The establishment of modern workflow management technologies requires the integration of dated devices. The extraction of the essential device data and usage time spans is a central requirement for an integrated OR environment. Therefore, methods are required that extract such information from the output provided by older generation devices, namely video signals. We developed a four-level approach for video-based device information extraction. Usually, video streams contain all relevant patient data and device usage information. We propose an approach consisting of defining regions of interest, grabbing video signals, analyzing the signals and storing the data in a centralized and structured location. The analysis considers textual information and graphical visualization. A prototype of the analysis approach was implemented and applied to a neurosurgical case. An evaluation study was conducted to measure the performance of the approach on video recordings of real interventions. Three medical devices were considered: intraoperative ultrasound, neuro-navigation and microscope. Overall, recognition rates for device usage higher than 95% were obtained. The approach is not limited to a single surgical discipline and does not require modification of medical devices. Furthermore, the analysis of microscopic video streams expands the detectable aspects of the surgical workflow beyond the recognition of device usage.

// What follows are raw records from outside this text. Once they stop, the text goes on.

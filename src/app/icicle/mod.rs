use eframe::egui::Color32;

mod interaction;
mod view;

/// Fill color per hierarchy level, shaded by the node's share of its parent
/// so heavier slices read brighter.
pub(super) fn node_fill(depth: u8, share: f32) -> Color32 {
    let share = share.clamp(0.0, 1.0);
    let (r, g, b) = match depth {
        1 => (
            52.0 + (62.0 * share),
            96.0 + (46.0 * share),
            164.0 + (52.0 * share),
        ),
        2 => (
            42.0 + (44.0 * share),
            124.0 + (56.0 * share),
            116.0 + (38.0 * share),
        ),
        _ => (
            172.0 + (58.0 * share),
            116.0 + (46.0 * share),
            52.0 + (30.0 * share),
        ),
    };
    Color32::from_rgb(r as u8, g as u8, b as u8)
}

pub(super) fn merged_fill(depth: u8) -> Color32 {
    match depth {
        1 => Color32::from_rgb(74, 80, 92),
        2 => Color32::from_rgb(88, 94, 104),
        _ => Color32::from_rgb(102, 108, 118),
    }
}
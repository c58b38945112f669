use crate::infra::Hierarchy;
use crate::layout::{LayoutError, LayoutParams, LayoutRect, Viewport, layout};
use crate::zoom::{ClickTarget, ZoomFocus, transition};

/// Invoked once per recomputation with the freshly computed geometry.
pub type LayoutObserver = Box<dyn FnMut(&[LayoutRect])>;

/// Owns the tree, the zoom focus and the viewport for one visualization
/// session, and keeps exactly one current geometry list. Every accepted
/// event (click, resize, snapshot swap, parameter change) runs a single
/// synchronous layout pass that replaces the previous list outright.
pub struct VizSession {
    tree: Hierarchy,
    focus: ZoomFocus,
    viewport: Viewport,
    params: LayoutParams,
    rects: Vec<LayoutRect>,
    observer: Option<LayoutObserver>,
}

impl VizSession {
    pub fn new(
        tree: Hierarchy,
        viewport: Viewport,
        params: LayoutParams,
    ) -> Result<Self, LayoutError> {
        let rects = layout(&tree, &ZoomFocus::Root, viewport, params)?;
        Ok(Self {
            tree,
            focus: ZoomFocus::Root,
            viewport,
            params,
            rects,
            observer: None,
        })
    }

    pub fn tree(&self) -> &Hierarchy {
        &self.tree
    }

    pub fn current_layout(&self) -> &[LayoutRect] {
        &self.rects
    }

    pub fn current_focus(&self) -> &ZoomFocus {
        &self.focus
    }

    pub fn viewport(&self) -> Viewport {
        self.viewport
    }

    pub fn params(&self) -> LayoutParams {
        self.params
    }

    pub fn set_observer(&mut self, observer: impl FnMut(&[LayoutRect]) + 'static) {
        self.observer = Some(Box::new(observer));
    }

    /// Applies a click event. Returns whether the focus changed; incompatible
    /// clicks are no-ops and skip the layout pass entirely.
    pub fn click(&mut self, target: &ClickTarget) -> bool {
        let Some(next) = transition(&self.tree, &self.focus, target) else {
            return false;
        };
        self.focus = next;
        // The stored viewport was validated by new/resize, so this holds.
        self.recompute().is_ok()
    }

    /// Recomputes against a new viewport without changing the focus. A bad
    /// viewport fails the pass and leaves the previous geometry in place.
    pub fn resize(&mut self, viewport: Viewport) -> Result<(), LayoutError> {
        let rects = layout(&self.tree, &self.focus, viewport, self.params)?;
        self.viewport = viewport;
        self.install(rects);
        Ok(())
    }

    pub fn set_params(&mut self, params: LayoutParams) {
        if params == self.params {
            return;
        }
        self.params = params;
        let _ = self.recompute();
    }

    /// Swaps in a new snapshot. The focus survives when the focused id still
    /// resolves to a node of the same kind, otherwise it resets to the root.
    pub fn replace_snapshot(&mut self, tree: Hierarchy) {
        self.tree = tree;

        let survives = match (self.focus.node_id(), self.focus.kind()) {
            (Some(id), Some(kind)) => self.tree.get(id).is_some_and(|node| node.kind == kind),
            _ => true,
        };
        if !survives {
            self.focus = ZoomFocus::Root;
        }

        let _ = self.recompute();
    }

    fn recompute(&mut self) -> Result<(), LayoutError> {
        let rects = layout(&self.tree, &self.focus, self.viewport, self.params)?;
        self.install(rects);
        Ok(())
    }

    fn install(&mut self, rects: Vec<LayoutRect>) {
        self.rects = rects;
        if let Some(observer) = &mut self.observer {
            observer(&self.rects);
        }
    }
}
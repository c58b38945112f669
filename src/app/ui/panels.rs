use eframe::egui::{self, Align, Context, Layout};

use crate::infra::NodeKind;
use crate::util::format_capacity;
use crate::zoom::{ClickTarget, ZoomFocus};

use super::super::ViewModel;

impl ViewModel {
    pub(in crate::app) fn show(
        &mut self,
        ctx: &Context,
        snapshot_label: &str,
        reload_requested: &mut bool,
        is_loading: bool,
    ) {
        egui::TopBottomPanel::top("top_bar")
            .resizable(false)
            .show(ctx, |ui| {
                ui.horizontal(|ui| {
                    ui.heading("capviz");
                    ui.separator();
                    self.draw_breadcrumb(ui);
                    ui.separator();
                    ui.label(format!("snapshot: {snapshot_label}"));
                    let reload_button =
                        ui.add_enabled(!is_loading, egui::Button::new("Reload snapshot"));
                    if reload_button.clicked() {
                        *reload_requested = true;
                    }
                    ui.with_layout(Layout::right_to_left(Align::Center), |ui| {
                        let tree = self.session.tree();
                        ui.label(format!(
                            "{} clusters · {} hosts · {} vms · {}",
                            tree.count_of(NodeKind::Cluster),
                            tree.count_of(NodeKind::Host),
                            tree.count_of(NodeKind::Vm),
                            format_capacity(tree.total_weight(), 1),
                        ));
                    });
                });
            });

        egui::SidePanel::left("controls")
            .resizable(true)
            .default_width(320.0)
            .show(ctx, |ui| self.draw_controls(ui));

        egui::SidePanel::right("details")
            .resizable(true)
            .default_width(320.0)
            .show(ctx, |ui| self.draw_details(ui));

        egui::CentralPanel::default().show(ctx, |ui| self.draw_icicle(ui));
    }

    /// Focus trail in the top bar. "overview" reads as a background click;
    /// clicking the focused host crumb toggles back out to its cluster.
    fn draw_breadcrumb(&mut self, ui: &mut egui::Ui) {
        let mut clicked = None;
        let at_root = matches!(self.session.current_focus(), ZoomFocus::Root);

        if ui.selectable_label(at_root, "overview").clicked() && !at_root {
            clicked = Some(ClickTarget::Background);
        }

        if let Some(focused_id) = self.session.current_focus().node_id().map(str::to_owned) {
            let crumbs = self
                .session
                .tree()
                .path_to(&focused_id)
                .into_iter()
                .map(|id| {
                    let name = self
                        .session
                        .tree()
                        .get(&id)
                        .map_or_else(|| id.clone(), |node| node.name.clone());
                    (id, name)
                })
                .collect::<Vec<_>>();

            for (id, name) in crumbs {
                ui.label("›");
                let is_focused = id == focused_id;
                if ui.selectable_label(is_focused, name).clicked() {
                    clicked = Some(ClickTarget::Node(id));
                }
            }
        }

        if let Some(target) = clicked {
            self.session.click(&target);
        }
    }
}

现代工作流程管理技术的建立需要整合陈旧的设备。提取基本的设备数据和使用时间跨度是集成手术室环境的核心要求。因此,需要一些方法来从老一代设备提供的输出(即视频信号)中提取此类信息。我们开发了一种基于视频的设备信息提取的四级方法。通常,视频流包含所有相关的患者数据和设备使用信息。我们提出了一种方法,包括定义感兴趣区域、抓取视频信号、分析信号并将数据存储在集中且结构化的位置。该分析考虑文本信息和图形可视化。实现了该分析方法的一个原型并将其应用于一个神经外科病例。进行了一项评估研究,以测量该方法在实际手术视频记录上的性能。考虑了三种医疗设备:术中超声、神经导航和显微镜。总体而言,设备使用的识别率高于95%。该方法不限于单一的外科学科,并且不需要对医疗设备进行修改。此外,对显微视频流的分析将手术工作流程的可检测方面扩展到了设备使用识别之外。